Role of Flow Microreactors for Pharmaceutical Production: Screening of Reaction Conditions and Sample Preparation

Abstract

In the last decade, rapidly evolving microreaction technology based on tiny microchannels has attracted broad attention in organic synthesis. The new technology has also a great potential even for pharmaceutical production because time-saving optimization of flow reaction conditions can be accomplished using an automated microreactor system and the optimal condition can readily be applied to large scale production. A microreaction system also guarantees the quality of products, the operational safety, and the low energy cost. Herein, we report the synthesis of a key intermediate of myriceric acid A, an endothelin receptor antagonist (S-0139) and a matrix metalloproteinase inhibitor (S-3304) using a flow microreactor as model cases.
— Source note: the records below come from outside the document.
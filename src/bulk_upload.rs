//! Bulk import of a JSON movie catalog.
//!
//! The file holds an array of `{title, year, cast, genres}` objects where
//! cast and genres are names. Invalid entries are skipped with a warning,
//! every other entry is imported in its own transaction.

use crate::movie_store::aggregate::{create_movie_from_bulk, delete_all_data};
use crate::movie_store::validation::{validate, BulkRules};
use crate::movie_store::SqliteMovieStore;
use anyhow::{bail, Context, Result};
use indicatif::{ProgressBar, ProgressStyle};
use serde_json::Value;
use std::fs;
use std::path::Path;
use tracing::{info, warn};

#[derive(Clone, Copy, Debug, Default, PartialEq, Eq)]
pub struct UploadStats {
    pub processed: usize,
    pub imported: usize,
    pub skipped_entries: usize,
    pub skipped_actors: usize,
}

/// Read the catalog file, which must contain a JSON array.
pub fn load_entries(path: &Path) -> Result<Vec<Value>> {
    let content = fs::read_to_string(path)
        .with_context(|| format!("Failed to read movie file {}", path.display()))?;
    info!(
        "Loaded {} ({:#})",
        path.display(),
        byte_unit::Byte::from(content.len())
    );

    let value: Value = serde_json::from_str(&content)
        .with_context(|| format!("Failed to parse movie file {}", path.display()))?;
    match value {
        Value::Array(entries) => Ok(entries),
        _ => bail!("Movie file {} is not a JSON array", path.display()),
    }
}

/// Import `entries`, advancing `progress` once per entry.
pub fn upload(
    store: &SqliteMovieStore,
    entries: &[Value],
    progress: &ProgressBar,
) -> Result<UploadStats> {
    let mut stats = UploadStats::default();

    for (index, entry) in entries.iter().enumerate() {
        stats.processed += 1;
        progress.inc(1);

        let movie = match validate::<BulkRules>(entry) {
            Ok(movie) => movie,
            Err(e) => {
                warn!("Skipping entry #{}: {}", index, e);
                stats.skipped_entries += 1;
                continue;
            }
        };

        let imported = create_movie_from_bulk(store, &movie)
            .with_context(|| format!("Failed to import entry #{} '{}'", index, movie.title))?;
        stats.imported += 1;
        stats.skipped_actors += imported.rejected_cast.len();
    }

    progress.finish_and_clear();
    Ok(stats)
}

fn progress_bar(len: usize, visible: bool) -> ProgressBar {
    if !visible {
        return ProgressBar::hidden();
    }
    let pb = ProgressBar::new(len as u64);
    if let Ok(style) =
        ProgressStyle::with_template("  {bar:40.cyan/blue} {pos}/{len} movies ({eta})")
    {
        pb.set_style(style);
    }
    pb
}

/// Import the catalog at `path`, optionally wiping the store first.
pub fn upload_file(
    store: &SqliteMovieStore,
    path: &Path,
    delete_first: bool,
    show_progress: bool,
) -> Result<UploadStats> {
    let entries = load_entries(path)?;

    if delete_first {
        delete_all_data(store).context("Failed to delete existing data")?;
    }

    info!("Start movies bulk upload of {} entries", entries.len());
    let stats = upload(store, &entries, &progress_bar(entries.len(), show_progress))?;
    info!(
        "Movies uploaded: {} imported, {} entries skipped, {} actor names skipped",
        stats.imported, stats.skipped_entries, stats.skipped_actors
    );
    Ok(stats)
}

#[cfg(test)]
mod tests {
    use super::*;
    use crate::movie_store::report::count_movies_by_actor_and_year;
    use std::io::Write;
    use tempfile::NamedTempFile;

    const CATALOG: &str = r#"[
        {"title": "After Dark in Central Park", "year": 1900, "cast": [], "genres": []},
        {"title": "The Reluctant Astronaut", "year": 1967,
         "cast": ["Don Knotts", "Leslie Nielsen"], "genres": ["Comedy"]},
        {"title": "Airplane!", "year": 1980,
         "cast": ["Leslie Nielsen", "Who?"], "genres": ["Comedy"]},
        {"title": "No Year", "cast": [], "genres": []}
    ]"#;

    fn write_file(content: &str) -> NamedTempFile {
        let mut file = NamedTempFile::new().unwrap();
        file.write_all(content.as_bytes()).unwrap();
        file
    }

    #[test]
    fn imports_valid_entries_and_counts_skips() {
        let store = SqliteMovieStore::in_memory().unwrap();
        let file = write_file(CATALOG);

        let stats = upload_file(&store, file.path(), false, false).unwrap();

        assert_eq!(
            stats,
            UploadStats {
                processed: 4,
                imported: 3,
                skipped_entries: 1,
                skipped_actors: 1,
            }
        );
        let counts = store.get_counts().unwrap();
        assert_eq!(counts.movies, 3);
        assert_eq!(counts.actors, 2);
        assert_eq!(counts.genres, 1);
        assert_eq!(counts.actor_links, 3);
        assert_eq!(counts.genre_links, 2);

        let report = count_movies_by_actor_and_year(&store).unwrap();
        assert_eq!(report.len(), 3);
    }

    #[test]
    fn delete_flag_replaces_existing_data() {
        let store = SqliteMovieStore::in_memory().unwrap();
        let file = write_file(CATALOG);

        upload_file(&store, file.path(), false, false).unwrap();
        upload_file(&store, file.path(), true, false).unwrap();

        assert_eq!(store.get_counts().unwrap().movies, 3);
    }

    #[test]
    fn uploading_twice_without_delete_duplicates_movies_only() {
        let store = SqliteMovieStore::in_memory().unwrap();
        let file = write_file(CATALOG);

        upload_file(&store, file.path(), false, false).unwrap();
        upload_file(&store, file.path(), false, false).unwrap();

        let counts = store.get_counts().unwrap();
        assert_eq!(counts.movies, 6);
        assert_eq!(counts.actors, 2);
        assert_eq!(counts.genres, 1);
    }

    #[test]
    fn rejects_non_array_file() {
        let file = write_file(r#"{"title": "Big", "year": 1988}"#);
        assert!(load_entries(file.path()).is_err());
    }

    #[test]
    fn missing_file_is_an_error() {
        let store = SqliteMovieStore::in_memory().unwrap();
        let result = upload_file(&store, Path::new("/nonexistent/movies.json"), false, false);
        assert!(result.is_err());
    }
}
The intermediate of S-0139 was synthesized by Barton reaction using a photo-microreactor and a compact light source, such as a black light or a UV-LED, with high energy efficiency. Using an automated microreactor system, MiChS System X-1, quick optimization of the reaction conditions and the 100 g scale synthesis of the S-3304 by Sonogashira coupling reaction was achieved. We also demonstrate that the flow reaction system using ionic liquid as catalyst support allowed facile separation of products from the catalyst. Large scale synthesis of a key intermediate of S-3304 was also achieved in combination with a micro-extraction/catalyst recycling system, in which the ionic liquid containing the Pd catalyst was continuously recycled. Moreover, parallel synthesis of triazoles by azidation using MiChS System X-1 followed by Huisgen reaction using a batch reactor was successfully carried out.